Я поймал себя на том, что вслушиваюсь в музыку ее голоса, мысленно обругал себя слабохарактерной тряпкой и попытался взять себя в руки.
— Может быть, это потому, что я не являюсь наркоманом?
Неплохо сказал, почти нормальным голосом. И вообще мое состояние легко объяснить. Есть люди, которые благодаря редкому сочетанию черт внешности, мимики, манеры поведения и разговора внушают окружающим разные чувства: страх, умиротворенность, желание подчиняться. Или, как в данном случае, нечто похожее на влюбленность. А я еще не отошел от слияния с Сетью. Так что все легко объяснимо.
— Вот как? — спросила она.— А бармен уверен в обратном.
Ну зачем она на меня так смотрит? Она же должна знать, какое влияние оказывает на людей. Но она не похожа на девушек, которым доставляет удовольствие влюблять в себя окружающих. Или она не знает о своем особом умении? Нет, глупость, это возможно, только если на меня одного она производит подобный эффект. Может, так оно и есть? Да нет, я просто слишком устал и хочу есть. Вот и лезут и голову всякие глупые мысли. Она, похоже, видит во мне то только клиента, а не мужчину.
В.глубине души обидно. Но так оно и лучше. Нечего забивать голову пустыми мечтаниями. Тем более в моем положении.

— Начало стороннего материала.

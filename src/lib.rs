// jatopics: LDA topic analysis for tagged Japanese blog corpora.
//
// This is the library root. Each module corresponds to one stage of the
// analysis pipeline: load -> tokenize -> vectorize -> fit -> report.

pub mod config;
pub mod corpus;
pub mod model;
pub mod output;
pub mod pipeline;
pub mod report;
pub mod stopwords;
pub mod tokenize;
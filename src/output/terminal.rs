// Colored terminal output for the analysis run.
//
// Everything here writes human-readable lines to stdout; nothing is meant
// to be machine-parsed (use the JSON report for that).

use colored::Colorize;

use crate::corpus::document::Document;
use crate::model::traits::TopicTerms;
use crate::report::{AnalysisReport, TopicCountTable};

/// How much of the sample document to show.
const SAMPLE_CHARS: usize = 200;

/// Show the corpus size and one representative document.
pub fn display_corpus_summary(document_count: usize, sample: Option<&Document>) {
    println!("# of blogs: {}", document_count.to_string().bold());
    if let Some(doc) = sample {
        println!(
            "[Blog sample] text({}):\n{}",
            doc.id.cyan(),
            super::preview(&doc.text, SAMPLE_CHARS).dimmed()
        );
    }
}

/// Show each topic's top terms.
pub fn display_topics(topics: &[TopicTerms]) {
    println!("\n{}", "=== Topics ===".bold());
    for topic in topics {
        println!("  topic[{}]: {}", topic.topic.to_string().cyan(), topic);
    }
}

/// Show the category x topic count table.
pub fn display_topic_counts(table: &TopicCountTable) {
    println!("\n{}", "=== Topic counts ===".bold());

    let header: Vec<String> = (0..table.num_topics())
        .map(|t| format!("{:>6}", format!("t{t}")))
        .collect();
    println!("  {:<12}{}", "Category".dimmed(), header.join("").dimmed());
    println!("  {}", "-".repeat(12 + 6 * table.num_topics()).dimmed());

    for (category, counts) in table.rows() {
        // Highlight the topic that dominates this category
        let max = counts.iter().copied().max().unwrap_or(0);
        let cells: Vec<String> = counts
            .iter()
            .map(|&n| {
                let cell = format!("{n:>6}");
                if n > 0 && n == max {
                    cell.bright_green().bold().to_string()
                } else {
                    cell
                }
            })
            .collect();
        println!("  {:<12}{}", category, cells.join(""));
    }
    println!();
}

/// Show the whole report: token count, topics, and the count table.
pub fn display_report(report: &AnalysisReport) {
    println!("# of tokens: {}", report.token_count.to_string().bold());
    println!("# of vocabulary terms: {}", report.vocabulary_size.to_string().bold());
    if report.vocabulary_size == 0 {
        println!(
            "  {}",
            "Vocabulary is empty after filtering; topics carry no terms.".yellow()
        );
    }
    display_topics(&report.topics);
    display_topic_counts(&report.topic_counts);
}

Сейчас сосредоточусь и отвечу на ее вопрос. Просто отмечу, без всяких лишних чувств. Отвечу так, как обычно разговаривают с официанткой. Будничным тоном.
Вот только сосредоточусь. Надо бы поскорее сосредоточиться, а то по моей заторможенности она решит, что я все-таки наркоман.
Впрочем, какое мне дело, что она решит? Могу вообще не отвечать... Ее последняя фраза была не столько вопросом, сколько замечанием. Правильно, промолчу.
— Наркотики тут ни при чем. Это от психического напряжения,— ответил я, хотя и решил этого не делать. И, похоже, сморозил глупость.
Да какое мне дело — глупость или умность? Все, надо заканчивать разговор. Точнее, просто не продолжать его.
— У меня в голове чип стоит. Это очень большая нагрузка на психику, когда уйма информации прямо в мозг выводится.
Ну зачем я продолжаю говорить? Зачем я оправдываюсь за сказанную глупость, при этом произнося еще большие глупости? А зачем она так на меня смотрит? Как будто ей интересно, о чем я тут бормочу, дико краснея. Головой кивает, ресницами хлопает.
— Понятно,— сказала она сочувственно.— А вы сюда по делу приехали или отдыхать?
Ну вот, она решила поддержать разговор. Надо как-то нравиться от ее общества. Иначе я потеряю остатки здравомыслия.
— Вообще-то у меня сейчас отпуск. Но отдохнуть пока не слишком получается,— ответил я.
Умом-то я понимаю, что разговор следует сворачивать. Но вот язык действует сам по себе. Хотя я никогда не относился к людям с хорошо подвешенным языком, но теперь можно вполне сказать, что у меня язык на независимой подвеске. В том смысле, что действует независимо от сознания.